RECORDS TO USE —
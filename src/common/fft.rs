use core::convert::TryInto;

use microfft::Complex32;

/// Performs an in-place real FFT on `buffer`, whose length must be a power of
/// two between 16 and 4096. The returned spectrum has `buffer.len() / 2` bins,
/// with the real valued Nyquist coefficient packed into the imaginary part
/// of the DC bin.
pub fn real_fft(buffer: &mut [f32]) -> &mut [Complex32] {
    let fft_size = buffer.len();
    match fft_size {
        16 => microfft::real::rfft_16(buffer.try_into().unwrap()),
        32 => microfft::real::rfft_32(buffer.try_into().unwrap()),
        64 => microfft::real::rfft_64(buffer.try_into().unwrap()),
        128 => microfft::real::rfft_128(buffer.try_into().unwrap()),
        256 => microfft::real::rfft_256(buffer.try_into().unwrap()),
        512 => microfft::real::rfft_512(buffer.try_into().unwrap()),
        1024 => microfft::real::rfft_1024(buffer.try_into().unwrap()),
        2048 => microfft::real::rfft_2048(buffer.try_into().unwrap()),
        4096 => microfft::real::rfft_4096(buffer.try_into().unwrap()),
        _ => panic!("Unsupported fft size {}", fft_size),
    }
}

WHAT NEEDS TO BE DONE —
Word for word, restate the lines above.

RESULT BELOW —
filename src/common/fft.rs
use core::convert::TryInto;

use microfft::Complex32;

/// Performs an in-place real FFT on `buffer`, whose length must be a power of
/// two between 16 and 4096. The returned spectrum has `buffer.len() / 2` bins,
/// with the real valued Nyquist coefficient packed into the imaginary part
/// of the DC bin.
pub fn real_fft(buffer: &mut [f32]) -> &mut [Complex32] {
    let fft_size = buffer.len();
    match fft_size {
        16 => microfft::real::rfft_16(buffer.try_into().unwrap()),
        32 => microfft::real::rfft_32(buffer.try_into().unwrap()),
        64 => microfft::real::rfft_64(buffer.try_into().unwrap()),
        128 => microfft::real::rfft_128(buffer.try_into().unwrap()),
        256 => microfft::real::rfft_256(buffer.try_into().unwrap()),
        512 => microfft::real::rfft_512(buffer.try_into().unwrap()),
        1024 => microfft::real::rfft_1024(buffer.try_into().unwrap()),
        2048 => microfft::real::rfft_2048(buffer.try_into().unwrap()),
        4096 => microfft::real::rfft_4096(buffer.try_into().unwrap()),
        _ => panic!("Unsupported fft size {}", fft_size),
    }
}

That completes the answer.